South Africa has suspended its rollout of the COVID-19 vaccine developed by AstraZeneca-Oxford due to “disappointing” results that showed “minimal protection” against the more contagious variant of the virus first identified in the country.
“We have decided to put a temporary hold on the rollout of the vaccine. More work needs to be done,” South African Health Minister Zweli Mkhize said during a media briefing on Feb. 7.
The announcement came after initial trials conducted by the Wits Vaccines and Infectious Diseases Analytics Research Unit of the University of Witwatersrand in Johannesburg showed “minimal protection against mild-moderate COVID-19 infection from the B.1.351 coronavirus variant.”
The data from the study, which involved around 2,000 people, has yet to be scientifically peer-reviewed, but Witwatersran University said that the early results appeared to confirm the theory that mutations of the virus will continue to transmit even in vaccinated populations.
The South African government had planned to start using the AstraZeneca-Oxford COVID-19 vaccine to inoculate its frontline healthcare workers from mid-February after receiving one million doses earlier this month. Instead, it will use the vaccines developed by Johnson & Johnson and Pfizer-BioNTech in the coming weeks.

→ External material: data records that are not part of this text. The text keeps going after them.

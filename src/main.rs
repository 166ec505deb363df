use std::fs;
use std::path::{Path, PathBuf};

use anyhow::Context;
use clap::{Parser, Subcommand};

use redux_collections::config::{ExtensionRegistry, StoreConfig};
use redux_collections::{Action, Store};

#[derive(Debug, Parser)]
#[command(name = "redux-collections", version, about = "Replay actions against collection and map reducers")]
struct Cli {
    #[command(subcommand)]
    command: Command,
}

#[derive(Debug, Subcommand)]
enum Command {
    /// Replay a JSON-lines action log and print the final state
    Replay {
        /// Reducer config file (defaults to the user config directory)
        #[arg(long)]
        config: Option<PathBuf>,

        /// File with one JSON action per line
        actions: PathBuf,
    },
}

fn main() -> anyhow::Result<()> {
    redux_collections::init_tracing();

    match Cli::parse().command {
        Command::Replay { config, actions } => {
            let config = match config {
                Some(path) => StoreConfig::load_from(&path),
                None => StoreConfig::load(),
            }
            .context("Failed to load reducer config")?;

            let mut store = config.build(&ExtensionRegistry::new())?;
            replay(&mut store, &actions)?;
            println!("{}", serde_json::to_string_pretty(store.state())?);
        }
    }

    Ok(())
}

fn replay(store: &mut Store, path: &Path) -> anyhow::Result<()> {
    let content = fs::read_to_string(path)
        .with_context(|| format!("Failed to read action log '{}'", path.display()))?;

    let actions = parse_actions(&content)
        .with_context(|| format!("Invalid action log '{}'", path.display()))?;

    tracing::info!(count = actions.len(), "replaying actions");
    for action in &actions {
        store.dispatch(action);
    }
    Ok(())
}

fn parse_actions(content: &str) -> anyhow::Result<Vec<Action>> {
    content
        .lines()
        .enumerate()
        .filter(|(_, line)| !line.trim().is_empty())
        .map(|(index, line)| {
            serde_json::from_str::<Action>(line).with_context(|| format!("line {}", index + 1))
        })
        .collect()
}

Mkhize also said that a committee of scientists will further study the AstraZeneca-Oxford vaccine and will give advice on how the doses can be deployed.
“We are working with AstraZeneca to optimize the pipeline required for a strain change should one become necessary. This is the same issue that is faced by all of the vaccine developers, and we will continue to monitor the emergence of new variants that arise in readiness for a future strain change,” Vaccinology Professor Sarah Gilbert of Oxford University said in a statement.